Phil Rosen, a New York-based attorney and Republican Jewish Coalition (RJC) board of directors member, and also a vice chair of the Birthright Israel Foundation, explained to JNS that due to certain sensitivities between the Biden administration and the Saudis at the time, the trip could only be revealed now, several months later.

In terms of the purpose of the mission, Rosen said that “in light of the fact that the sponsorship of the Abraham Accords is no longer in office [referring to the Trump administration], there was a void. We tried filling that void by encouraging the Emirate countries to continue the progress of the accords while encouraging the Saudis to get on board.”

When arriving in Saudi Arabia, Rosen, who has traveled to the kingdom in the past, said he noticed how much progress had taken place over the past few years in terms of the country’s Westernization. He noted that tremendous strides had been made in terms of religious rights and women’s rights.

He shared that “in 1993, at the request of Shimon Peres”—Israel’s foreign minister at the time—“I was asked to see if the Arab countries, and Saudi Arabia, in particular, were interested in peace.”

Rosen said that he came back from Saudi Arabia with great trepidation, telling Peres that peace wouldn’t happen for at least a century or two.

“But today,” he reported, “I have a strong feeling that we are on the verge of something big happening. It’s definitely viable.”

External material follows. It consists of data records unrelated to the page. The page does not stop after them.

//! Constants for the download module (timeouts, worker pool bounds).

/// Default HTTP connect timeout (30 seconds).
pub const CONNECT_TIMEOUT_SECS: u64 = 30;

/// Default total request timeout (2 minutes). Playlists and segments are
/// small, so a request that takes longer than this is treated as stalled.
pub const READ_TIMEOUT_SECS: u64 = 120;

/// Minimum allowed worker count.
pub const MIN_CONCURRENCY: usize = 1;

/// Maximum allowed worker count.
pub const MAX_CONCURRENCY: usize = 100;

/// Default worker count for segment downloads.
pub const DEFAULT_CONCURRENCY: usize = 5;
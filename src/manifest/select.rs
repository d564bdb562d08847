//! Variant and rendition selection.

use std::cmp::Ordering;
use std::fmt;
use std::str::FromStr;

use tracing::{debug, warn};

use super::{MasterPlaylist, Rendition, RenditionKind, SelectError, Variant};

/// How one variant is chosen from a master playlist.
///
/// Every policy breaks ties in favor of the variant listed first.
#[derive(Debug, Clone, Copy, PartialEq, Eq, Default)]
pub enum VariantPolicy {
    /// Largest bandwidth.
    #[default]
    HighestBandwidth,
    /// Smallest bandwidth.
    LowestBandwidth,
    /// Bandwidth nearest to the target, in bits per second.
    ClosestBandwidth(u64),
    /// Exact frame size; falls back to [`VariantPolicy::HighestBandwidth`]
    /// when no variant advertises it.
    Resolution { width: u64, height: u64 },
}

impl fmt::Display for VariantPolicy {
    fn fmt(&self, f: &mut fmt::Formatter<'_>) -> fmt::Result {
        match self {
            Self::HighestBandwidth => write!(f, "highest"),
            Self::LowestBandwidth => write!(f, "lowest"),
            Self::ClosestBandwidth(target) => write!(f, "bandwidth:{target}"),
            Self::Resolution { width, height } => write!(f, "resolution:{width}x{height}"),
        }
    }
}

impl FromStr for VariantPolicy {
    type Err = String;

    /// Accepts `highest`, `lowest`, `bandwidth:<bps>` and `resolution:<w>x<h>`.
    fn from_str(s: &str) -> Result<Self, Self::Err> {
        let value = s.trim().to_ascii_lowercase();
        match value.as_str() {
            "highest" | "best" => return Ok(Self::HighestBandwidth),
            "lowest" | "worst" => return Ok(Self::LowestBandwidth),
            _ => {}
        }

        if let Some(target) = value.strip_prefix("bandwidth:") {
            let target = target
                .trim()
                .parse::<u64>()
                .map_err(|_| format!("invalid bandwidth '{target}': expected bits per second"))?;
            return Ok(Self::ClosestBandwidth(target));
        }

        if let Some(size) = value.strip_prefix("resolution:") {
            let (width, height) = size
                .trim()
                .split_once('x')
                .ok_or_else(|| format!("invalid resolution '{size}': expected <width>x<height>"))?;
            let width = width
                .parse::<u64>()
                .map_err(|_| format!("invalid resolution width '{width}'"))?;
            let height = height
                .parse::<u64>()
                .map_err(|_| format!("invalid resolution height '{height}'"))?;
            return Ok(Self::Resolution { width, height });
        }

        Err(format!(
            "unknown variant policy '{s}': expected highest, lowest, bandwidth:<bps> or resolution:<w>x<h>"
        ))
    }
}

/// Chooses one variant from `master` according to `policy`.
///
/// # Errors
///
/// Returns [`SelectError::NoVariants`] when the master playlist lists no variants.
pub fn select_variant<'a>(
    master: &'a MasterPlaylist,
    policy: &VariantPolicy,
) -> Result<&'a Variant, SelectError> {
    let variants = master.variants.as_slice();
    if variants.is_empty() {
        return Err(SelectError::NoVariants {
            base_uri: master.base_uri.to_string(),
        });
    }

    let chosen = match *policy {
        VariantPolicy::HighestBandwidth => first_best(variants, |a, b| a.bandwidth.cmp(&b.bandwidth)),
        VariantPolicy::LowestBandwidth => first_best(variants, |a, b| b.bandwidth.cmp(&a.bandwidth)),
        VariantPolicy::ClosestBandwidth(target) => first_best(variants, |a, b| {
            b.bandwidth.abs_diff(target).cmp(&a.bandwidth.abs_diff(target))
        }),
        VariantPolicy::Resolution { width, height } => {
            let matching: Vec<&Variant> = variants
                .iter()
                .filter(|v| v.resolution.is_some_and(|r| r.width == width && r.height == height))
                .collect();
            if matching.is_empty() {
                warn!(
                    base_uri = %master.base_uri,
                    width,
                    height,
                    "no variant advertises the requested resolution; using highest bandwidth"
                );
                first_best(variants, |a, b| a.bandwidth.cmp(&b.bandwidth))
            } else {
                first_best(matching, |a, b| a.bandwidth.cmp(&b.bandwidth))
            }
        }
    };

    // first_best only yields None for an empty input, which is ruled out above.
    let chosen = chosen.ok_or_else(|| SelectError::NoVariants {
        base_uri: master.base_uri.to_string(),
    })?;

    debug!(
        policy = %policy,
        uri = %chosen.uri,
        bandwidth = chosen.bandwidth,
        "selected variant"
    );
    Ok(chosen)
}

/// Returns the element ranking highest under `rank`, keeping the earliest on ties.
///
/// `Iterator::max_by` keeps the last of equal elements, so the fold is explicit.
fn first_best<'a, I, F>(items: I, mut rank: F) -> Option<&'a Variant>
where
    I: IntoIterator<Item = &'a Variant>,
    F: FnMut(&Variant, &Variant) -> Ordering,
{
    items.into_iter().fold(None, |best, candidate| match best {
        Some(current) if rank(candidate, current) != Ordering::Greater => Some(current),
        _ => Some(candidate),
    })
}

/// Audio and subtitle renditions paired with a chosen variant.
#[derive(Debug, Clone, Default, PartialEq)]
pub struct SelectedRenditions<'a> {
    pub audio: Option<&'a Rendition>,
    pub subtitles: Option<&'a Rendition>,
}

impl SelectedRenditions<'_> {
    /// True when neither an audio nor a subtitle rendition was selected.
    #[must_use]
    pub fn is_empty(&self) -> bool {
        self.audio.is_none() && self.subtitles.is_none()
    }
}

/// Picks at most one audio and one subtitle rendition for `variant`.
///
/// Candidates are the renditions in the variant's group for that kind, or
/// every rendition of that kind when the variant names no group. The first
/// `DEFAULT=YES` candidate wins, otherwise the first candidate.
#[must_use]
pub fn select_renditions<'a>(
    master: &'a MasterPlaylist,
    variant: &Variant,
) -> SelectedRenditions<'a> {
    SelectedRenditions {
        audio: pick_rendition(master, RenditionKind::Audio, variant.audio_group.as_deref()),
        subtitles: pick_rendition(
            master,
            RenditionKind::Subtitles,
            variant.subtitle_group.as_deref(),
        ),
    }
}

fn pick_rendition<'a>(
    master: &'a MasterPlaylist,
    kind: RenditionKind,
    group: Option<&str>,
) -> Option<&'a Rendition> {
    let mut candidates = master
        .renditions
        .iter()
        .filter(|r| r.kind == kind)
        .filter(|r| group.is_none_or(|g| r.group_id == g))
        .peekable();

    let first = *candidates.peek()?;
    candidates.find(|r| r.is_default).or(Some(first))
}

Rosen said he is “giving the current U.S. administration a chance to prove they want it. They know it’s good for us as Americans, and definitely good for Israel and Saudi Arabia. There is no reason not to do it. It could mean a lifetime of peace between Israel and the Arab world.”

‘They need technology, they need irrigation’

Eric Levine, also an attorney from New York and an RJC board member who was on the trip, told JNS that in Saudi Arabia, “everything we were hearing was not ‘if,’ but ‘when’ peace will happen with the Israelis. That’s clearly the message I took away.”

“Look at everything happening here. When we traveled to the UAE, we flew over Saudi airspace. As a Jew, if you would have told me five years ago that we could fly over Saudi airspace, I would say you were out of your mind,” continued Levine.

He said “if a UAE to Haifa train line is built, it will have to go through Saudi territory; and if there is technological infrastructure between the Gulf and Israel, it will have to go through Saudi territory. Countries have interests, they don’t necessarily have friends, and the Saudis have come to the conclusion that it is in their national interests to make peace with the Israelis.”

At the same time, Levine said that normalization with Israel makes sense for the Saudis from a demographic perspective as 70 percent of its population is under the age of 35, and they realize how important a modernized Westernized education system is for the next generation.

Levine believes they now realize that “the Wahhabi way of thinking in these madrasas [educational institutions] has to stop.”

He said, “As they told us, they recognized they have to close these madrasas. Rather than teaching ‘Kill the infidel,’ ‘Kill the Jew,’ ‘Destroy America,’ they are now teaching them math, science, philosophy, Western liberal thought and bringing them into the 21st century.”

“The only country that they can turn to that can help them do that is Israel. They need the technology; they need to be able to make the desert bloom; they need irrigation; they want to diversify into 5G, etc. What better place to get that technology than right in their backyard, with Israel?”

On the security front, Levine said “the Saudis were clear to us that the three greatest threats to them are Iran, the Muslim Brotherhood and Turkey, in addition to Yemen.”

He reported that Saudi officials question why the United States doesn’t view the Houthis in Yemen—the Iranian proxy that has been launching rocket attacks at Saudi Arabia—as a terror group similar to Hezbollah in Lebanon.

To summarize, Levine said: “From a demographic perspective of giving their people hope and from a national security perspective of defending themselves against Iran, they need Israel and are very concerned about the reliability of the United States.”

Rosen noted that he plans to travel back to Saudi Arabia with another group in January “to show them this wasn’t a one-time thing.”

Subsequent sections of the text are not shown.